HOW TO COMPLETE THIS TASK: Only lines that contain the word "const" belong in the answer; copy them from the records below.

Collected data
--
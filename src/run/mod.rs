//! One execution of an installation.
//!
//! A [`Run`] owns a spawned child process, a [`ConsoleWatcher`] draining its
//! stdout and stderr, and a reaper thread that publishes the exit code exactly
//! once. The lifecycle is
//!
//! ```text
//! NotStarted --start--> Running --exit-----------> Exited
//!                               \--stop/kill+exit-> Stopped
//! ```
//!
//! `NotStarted` has no value of its own: a `Run` only exists once the child
//! has spawned. Both end states are terminal; start the installation again
//! for a fresh `Run`.
//!
//! Timeouts and nonzero exit codes are reported as data. Only spawn and
//! signal failures are errors.

pub mod console;

use crate::error::{HarnessError, Result};
use console::ConsoleWatcher;
use std::io::Read;
use std::os::unix::process::ExitStatusExt;
use std::path::{Path, PathBuf};
use std::process::{Child, Command, ExitStatus};
use std::sync::atomic::{AtomicBool, Ordering};
use std::sync::{Arc, Condvar, Mutex, MutexGuard};
use std::time::{Duration, Instant};

/// Bound on the implicit kill-and-reap performed when a live `Run` is dropped.
const DROP_REAP_TIMEOUT: Duration = Duration::from_secs(5);
/// Poll interval for log files, which have no change notification here.
const LOG_FILE_POLL: Duration = Duration::from_millis(100);

/// Observable lifecycle state of a [`Run`].
#[derive(Debug, Clone, Copy, PartialEq, Eq)]
pub enum RunState {
    Running,
    /// Terminated on its own, normally or by crashing.
    Exited(i32),
    /// Terminated after [`Run::stop`] or [`Run::kill`] signalled it.
    ///
    /// A child that dies on its own in the instant between the liveness
    /// check and the signal is still reported here.
    Stopped(i32),
}

/// Exit code written once by the reaper, read by anyone.
#[derive(Default)]
struct ExitSignal {
    code: Mutex<Option<i32>>,
    published: Condvar,
}

impl ExitSignal {
    fn slot(&self) -> MutexGuard<'_, Option<i32>> {
        self.code.lock().unwrap_or_else(|poisoned| poisoned.into_inner())
    }

    fn publish(&self, code: i32) {
        let mut slot = self.slot();
        if slot.is_none() {
            *slot = Some(code);
        }
        self.published.notify_all();
    }

    fn get(&self) -> Option<i32> {
        *self.slot()
    }

    fn wait(&self, timeout: Duration) -> bool {
        let slot = self.slot();
        let (slot, _) = self
            .published
            .wait_timeout_while(slot, timeout, |code| code.is_none())
            .unwrap_or_else(|poisoned| poisoned.into_inner());
        slot.is_some()
    }
}

/// A single subprocess execution of an installation.
pub struct Run {
    program: PathBuf,
    args: Vec<String>,
    pid: u32,
    console: ConsoleWatcher,
    exit: Arc<ExitSignal>,
    stop_requested: AtomicBool,
}

impl Run {
    /// Spawn `cmd` and attach the console watcher before returning.
    ///
    /// `cmd` must have stdout and stderr piped for output to be observed.
    pub(crate) fn spawn(mut cmd: Command, program: PathBuf, args: Vec<String>) -> Result<Self> {
        let mut child = cmd.spawn().map_err(|source| HarnessError::LaunchFailure {
            program: program.clone(),
            source,
        })?;
        let pid = child.id();

        let mut streams: Vec<(&'static str, Box<dyn Read + Send>)> = Vec::new();
        if let Some(stdout) = child.stdout.take() {
            streams.push(("stdout", Box::new(stdout)));
        }
        if let Some(stderr) = child.stderr.take() {
            streams.push(("stderr", Box::new(stderr)));
        }
        let console = ConsoleWatcher::attach(streams);

        let exit = Arc::new(ExitSignal::default());
        let reaper_exit = Arc::clone(&exit);
        let reaper = std::thread::Builder::new()
            .name(format!("reaper-{}", pid))
            .spawn(move || reap(child, pid, reaper_exit));
        if let Err(source) = reaper {
            // The child went down with the closure; make sure it does not outlive us.
            unsafe {
                libc::kill(pid as libc::pid_t, libc::SIGKILL);
            }
            return Err(HarnessError::LaunchFailure { program, source });
        }

        tracing::info!(pid, program = %program.display(), ?args, "started run");
        Ok(Self {
            program,
            args,
            pid,
            console,
            exit,
            stop_requested: AtomicBool::new(false),
        })
    }

    pub fn pid(&self) -> u32 {
        self.pid
    }

    pub fn program(&self) -> &Path {
        &self.program
    }

    /// Full argument vector the process was started with.
    pub fn args(&self) -> &[String] {
        &self.args
    }

    pub fn state(&self) -> RunState {
        match self.exit.get() {
            None => RunState::Running,
            Some(code) if self.stop_requested.load(Ordering::SeqCst) => RunState::Stopped(code),
            Some(code) => RunState::Exited(code),
        }
    }

    pub fn is_alive(&self) -> bool {
        self.exit.get().is_none()
    }

    /// Wait up to `timeout` for the process to exit.
    ///
    /// Blocks only the caller. Other runs keep going.
    pub fn await_exit(&self, timeout: Duration) -> bool {
        let exited = self.exit.wait(timeout);
        if !exited {
            tracing::debug!(pid = self.pid, ?timeout, "process still running after timeout");
        }
        exited
    }

    /// Exit code, once the exit has been observed. Signal deaths map to
    /// `128 + signal`. Never blocks.
    pub fn exit_code(&self) -> Option<i32> {
        self.exit.get()
    }

    /// Wait up to `timeout` for `pattern` to appear in stdout or stderr,
    /// including output printed before this call.
    pub fn await_console_logs_for(&self, pattern: &str, timeout: Duration) -> bool {
        let found = self.console.await_pattern(pattern, timeout);
        if !found {
            tracing::debug!(
                pid = self.pid,
                pattern,
                ?timeout,
                exit_code = ?self.exit_code(),
                "pattern not seen in console output"
            );
        }
        found
    }

    /// Wait up to `timeout` for `text` to appear in a log file written by the
    /// server. A missing file counts as not yet written.
    pub fn await_logs_file_for(&self, path: &Path, text: &str, timeout: Duration) -> bool {
        let start = Instant::now();
        loop {
            if let Ok(contents) = std::fs::read_to_string(path) {
                if contents.contains(text) {
                    return true;
                }
            }
            let elapsed = start.elapsed();
            if elapsed >= timeout {
                tracing::debug!(path = %path.display(), text, "text not seen in log file");
                return false;
            }
            std::thread::sleep(LOG_FILE_POLL.min(timeout - elapsed));
        }
    }

    /// Everything the process has printed so far.
    pub fn output(&self) -> String {
        self.console.output()
    }

    /// Printed output as lines.
    pub fn logs(&self) -> Vec<String> {
        self.console.lines()
    }

    /// Ask the process to terminate (SIGTERM) without waiting for it.
    ///
    /// Confirm with [`Run::await_exit`].
    pub fn stop(&self) -> Result<()> {
        self.request_termination(libc::SIGTERM)
    }

    /// Forcefully terminate the process (SIGKILL) without waiting for it.
    pub fn kill(&self) -> Result<()> {
        self.request_termination(libc::SIGKILL)
    }

    fn request_termination(&self, signal: libc::c_int) -> Result<()> {
        if !self.is_alive() || has_exited(self.pid) {
            // Exited on its own; the reaper publishes it as such.
            return Ok(());
        }
        self.stop_requested.store(true, Ordering::SeqCst);
        tracing::debug!(pid = self.pid, signal, "signalling process");

        let rc = unsafe { libc::kill(self.pid as libc::pid_t, signal) };
        if rc == 0 {
            return Ok(());
        }
        let err = std::io::Error::last_os_error();
        if err.raw_os_error() == Some(libc::ESRCH) {
            // Already gone; the reaper publishes the exit.
            return Ok(());
        }
        Err(HarnessError::Signal {
            pid: self.pid,
            source: err,
        })
    }
}

impl Drop for Run {
    fn drop(&mut self) {
        if !self.is_alive() {
            return;
        }
        tracing::warn!(pid = self.pid, "run dropped while process alive; killing");
        if let Err(e) = self.kill() {
            tracing::error!(pid = self.pid, error = %e, "failed to kill process on drop");
            return;
        }
        if !self.exit.wait(DROP_REAP_TIMEOUT) {
            tracing::error!(pid = self.pid, "process did not exit after SIGKILL");
        }
    }
}

/// Whether `pid` has terminated, without collecting its status.
///
/// The reaper may have collected it already, which also counts as exited.
fn has_exited(pid: u32) -> bool {
    let mut info: libc::siginfo_t = unsafe { std::mem::zeroed() };
    let rc = unsafe {
        libc::waitid(
            libc::P_PID,
            pid as libc::id_t,
            &mut info,
            libc::WEXITED | libc::WNOHANG | libc::WNOWAIT,
        )
    };
    if rc != 0 {
        return true;
    }
    unsafe { info.si_pid() != 0 }
}

fn reap(mut child: Child, pid: u32, exit: Arc<ExitSignal>) {
    let code = match child.wait() {
        Ok(status) => exit_code_of(status),
        Err(e) => {
            tracing::error!(pid, error = %e, "failed to wait for process");
            -1
        }
    };
    tracing::info!(pid, code, "process exited");
    exit.publish(code);
}

fn exit_code_of(status: ExitStatus) -> i32 {
    status
        .code()
        .or_else(|| status.signal().map(|signal| 128 + signal))
        .unwrap_or(-1)
}

#[cfg(test)]
mod tests {
    use super::*;
    use std::process::Stdio;

    fn sh(script: &str) -> Run {
        let mut cmd = Command::new("/bin/sh");
        cmd.args(["-c", script])
            .stdin(Stdio::null())
            .stdout(Stdio::piped())
            .stderr(Stdio::piped());
        Run::spawn(cmd, PathBuf::from("/bin/sh"), vec![script.to_string()]).unwrap()
    }

    #[test]
    fn test_exit_code_published_once() {
        let run = sh("echo hello; exit 3");
        assert!(run.await_exit(Duration::from_secs(10)));
        assert_eq!(run.exit_code(), Some(3));
        assert_eq!(run.state(), RunState::Exited(3));
        assert!(run.await_console_logs_for("hello", Duration::from_secs(5)));
        // Stable on repeated reads.
        assert!(run.await_exit(Duration::ZERO));
        assert_eq!(run.exit_code(), Some(3));
    }

    #[test]
    fn test_stderr_is_watched() {
        let run = sh("echo 'Started @12ms' >&2; exit 0");
        assert!(run.await_console_logs_for("Started @", Duration::from_secs(10)));
        assert!(run.await_exit(Duration::from_secs(10)));
        assert_eq!(run.exit_code(), Some(0));
    }

    #[test]
    fn test_timeouts_are_not_errors() {
        let run = sh("sleep 30");
        assert!(!run.await_exit(Duration::from_millis(100)));
        assert_eq!(run.exit_code(), None);
        assert!(!run.await_console_logs_for("never", Duration::from_millis(100)));
        assert!(run.is_alive());

        run.stop().unwrap();
        assert!(run.await_exit(Duration::from_secs(10)));
        assert_eq!(run.exit_code(), Some(128 + libc::SIGTERM));
        assert_eq!(run.state(), RunState::Stopped(128 + libc::SIGTERM));
        // Stopping an exited run is a no-op.
        run.stop().unwrap();
    }

    #[test]
    fn test_stop_after_natural_exit_stays_exited() {
        let run = sh("exit 3");
        let start = Instant::now();
        while !has_exited(run.pid()) {
            assert!(start.elapsed() < Duration::from_secs(10));
            std::thread::sleep(Duration::from_millis(5));
        }
        // Possibly before the reaper has published.
        run.stop().unwrap();
        assert!(run.await_exit(Duration::from_secs(10)));
        assert_eq!(run.state(), RunState::Exited(3));
    }

    #[test]
    fn test_has_exited_tracks_child() {
        let run = sh("sleep 30");
        assert!(!has_exited(run.pid()));
        run.kill().unwrap();
        assert!(run.await_exit(Duration::from_secs(10)));
        assert!(has_exited(run.pid()));
    }

    #[test]
    fn test_exit_before_pattern_resolves_false() {
        let run = sh("echo done");
        assert!(!run.await_console_logs_for("Started @", Duration::from_secs(30)));
        assert!(run.await_exit(Duration::from_secs(10)));
        assert_eq!(run.logs(), vec!["done".to_string()]);
    }

    #[test]
    fn test_spawn_failure_is_launch_failure() {
        let mut cmd = Command::new("/nonexistent/launcher");
        cmd.stdout(Stdio::piped());
        let err = Run::spawn(cmd, PathBuf::from("/nonexistent/launcher"), Vec::new())
            .err()
            .unwrap();
        assert!(matches!(err, HarnessError::LaunchFailure { .. }));
    }

    #[test]
    fn test_await_logs_file_for() {
        let dir = tempfile::tempdir().unwrap();
        let log = dir.path().join("server.log");
        let script = format!("sleep 0.2; echo 'ready for work' > '{}'; sleep 30", log.display());
        let run = sh(&script);
        assert!(run.await_logs_file_for(&log, "ready", Duration::from_secs(10)));
        assert!(!run.await_logs_file_for(&log, "absent", Duration::from_millis(200)));
        run.kill().unwrap();
        assert!(run.await_exit(Duration::from_secs(10)));
        assert_eq!(run.exit_code(), Some(128 + libc::SIGKILL));
    }

    #[test]
    fn test_drop_kills_live_process() {
        let run = sh("sleep 30");
        let pid = run.pid() as libc::pid_t;
        drop(run);
        // Reaped, so the pid no longer names our child.
        let rc = unsafe { libc::kill(pid, 0) };
        assert_eq!(rc, -1);
    }
}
--
RESPONSE AREA:
const DROP_REAP_TIMEOUT: Duration = Duration::from_secs(5);
const LOG_FILE_POLL: Duration = Duration::from_millis(100);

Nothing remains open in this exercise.